**Prompt**
Each line below that holds the word "Normalized" counts once. Say how many such lines there are, and no more.
:: Exercise material ::
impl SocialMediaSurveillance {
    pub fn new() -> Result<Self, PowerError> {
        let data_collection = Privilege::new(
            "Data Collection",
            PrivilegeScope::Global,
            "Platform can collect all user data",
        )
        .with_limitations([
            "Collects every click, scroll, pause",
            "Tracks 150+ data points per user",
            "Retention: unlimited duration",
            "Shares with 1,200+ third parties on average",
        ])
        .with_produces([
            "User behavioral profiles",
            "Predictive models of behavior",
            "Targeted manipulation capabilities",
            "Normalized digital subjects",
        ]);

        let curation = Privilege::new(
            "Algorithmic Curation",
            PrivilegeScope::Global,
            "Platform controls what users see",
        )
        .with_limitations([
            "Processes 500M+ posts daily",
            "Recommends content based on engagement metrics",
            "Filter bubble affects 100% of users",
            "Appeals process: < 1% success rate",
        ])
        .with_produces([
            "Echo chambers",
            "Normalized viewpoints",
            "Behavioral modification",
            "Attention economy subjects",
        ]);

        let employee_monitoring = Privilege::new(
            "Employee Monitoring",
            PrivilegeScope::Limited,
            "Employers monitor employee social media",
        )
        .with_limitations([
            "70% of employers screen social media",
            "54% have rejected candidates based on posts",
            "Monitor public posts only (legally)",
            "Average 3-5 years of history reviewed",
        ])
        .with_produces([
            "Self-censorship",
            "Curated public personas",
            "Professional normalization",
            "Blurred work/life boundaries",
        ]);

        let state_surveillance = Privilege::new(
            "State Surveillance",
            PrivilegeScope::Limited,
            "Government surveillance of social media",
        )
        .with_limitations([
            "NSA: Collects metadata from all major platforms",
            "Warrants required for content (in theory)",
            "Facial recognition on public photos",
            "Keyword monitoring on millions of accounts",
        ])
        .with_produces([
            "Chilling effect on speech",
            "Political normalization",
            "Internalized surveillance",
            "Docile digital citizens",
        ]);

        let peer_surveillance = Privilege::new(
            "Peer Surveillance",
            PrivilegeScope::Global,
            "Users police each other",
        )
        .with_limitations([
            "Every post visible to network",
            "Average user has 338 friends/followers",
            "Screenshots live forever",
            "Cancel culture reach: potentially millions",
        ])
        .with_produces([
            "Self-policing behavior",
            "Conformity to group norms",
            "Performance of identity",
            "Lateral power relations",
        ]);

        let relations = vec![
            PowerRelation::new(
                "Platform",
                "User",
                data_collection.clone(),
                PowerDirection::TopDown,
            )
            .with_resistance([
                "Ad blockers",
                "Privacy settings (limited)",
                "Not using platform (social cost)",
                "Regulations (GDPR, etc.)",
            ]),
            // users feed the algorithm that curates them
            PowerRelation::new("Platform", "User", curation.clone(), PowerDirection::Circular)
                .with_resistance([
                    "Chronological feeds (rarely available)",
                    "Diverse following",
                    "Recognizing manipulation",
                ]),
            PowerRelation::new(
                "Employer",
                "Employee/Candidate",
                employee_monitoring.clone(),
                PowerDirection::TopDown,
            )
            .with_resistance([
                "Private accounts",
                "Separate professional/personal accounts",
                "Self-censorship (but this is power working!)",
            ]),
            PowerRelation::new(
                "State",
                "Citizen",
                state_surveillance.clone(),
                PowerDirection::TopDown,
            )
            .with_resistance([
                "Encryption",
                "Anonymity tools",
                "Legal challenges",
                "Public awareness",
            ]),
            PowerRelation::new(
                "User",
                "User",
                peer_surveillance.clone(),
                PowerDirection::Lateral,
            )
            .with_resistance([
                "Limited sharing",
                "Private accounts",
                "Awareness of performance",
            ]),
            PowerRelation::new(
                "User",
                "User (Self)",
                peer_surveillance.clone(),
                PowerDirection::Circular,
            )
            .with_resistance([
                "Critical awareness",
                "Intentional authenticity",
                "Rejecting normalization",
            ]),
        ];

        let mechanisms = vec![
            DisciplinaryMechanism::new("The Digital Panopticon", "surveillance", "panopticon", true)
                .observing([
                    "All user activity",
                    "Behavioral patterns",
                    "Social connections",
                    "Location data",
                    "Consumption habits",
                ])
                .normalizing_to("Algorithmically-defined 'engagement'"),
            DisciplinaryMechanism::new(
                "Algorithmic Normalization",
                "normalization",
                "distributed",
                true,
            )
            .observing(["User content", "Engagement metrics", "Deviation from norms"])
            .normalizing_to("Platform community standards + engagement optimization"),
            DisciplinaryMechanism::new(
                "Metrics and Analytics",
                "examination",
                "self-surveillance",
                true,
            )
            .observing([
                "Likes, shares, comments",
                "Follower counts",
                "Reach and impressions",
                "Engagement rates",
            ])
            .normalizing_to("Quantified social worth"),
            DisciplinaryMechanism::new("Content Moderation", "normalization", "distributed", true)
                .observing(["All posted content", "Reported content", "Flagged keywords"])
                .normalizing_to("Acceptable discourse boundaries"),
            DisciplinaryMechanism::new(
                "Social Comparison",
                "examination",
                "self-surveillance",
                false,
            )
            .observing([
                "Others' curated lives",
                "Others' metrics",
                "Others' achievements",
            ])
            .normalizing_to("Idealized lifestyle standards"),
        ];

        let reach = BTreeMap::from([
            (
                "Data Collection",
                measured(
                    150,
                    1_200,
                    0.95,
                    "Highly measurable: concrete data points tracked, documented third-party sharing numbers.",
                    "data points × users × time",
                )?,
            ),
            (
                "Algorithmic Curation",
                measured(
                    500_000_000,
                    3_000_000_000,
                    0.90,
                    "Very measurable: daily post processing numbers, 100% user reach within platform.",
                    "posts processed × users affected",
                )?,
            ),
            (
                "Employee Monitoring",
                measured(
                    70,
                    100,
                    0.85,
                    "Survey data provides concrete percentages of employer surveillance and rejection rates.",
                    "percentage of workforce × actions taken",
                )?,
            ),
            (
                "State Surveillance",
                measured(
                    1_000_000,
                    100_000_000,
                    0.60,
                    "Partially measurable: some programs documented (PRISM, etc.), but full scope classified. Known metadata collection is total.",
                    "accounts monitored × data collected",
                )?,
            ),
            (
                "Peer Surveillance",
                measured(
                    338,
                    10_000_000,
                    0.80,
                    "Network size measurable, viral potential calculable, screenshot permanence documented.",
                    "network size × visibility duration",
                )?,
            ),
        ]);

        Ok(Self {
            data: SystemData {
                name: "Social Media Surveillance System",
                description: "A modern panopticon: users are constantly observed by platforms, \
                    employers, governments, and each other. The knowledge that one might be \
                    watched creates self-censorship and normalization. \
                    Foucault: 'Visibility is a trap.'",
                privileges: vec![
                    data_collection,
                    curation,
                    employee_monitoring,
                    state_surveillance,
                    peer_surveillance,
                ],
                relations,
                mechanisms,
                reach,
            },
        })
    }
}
:::
**Result below**
2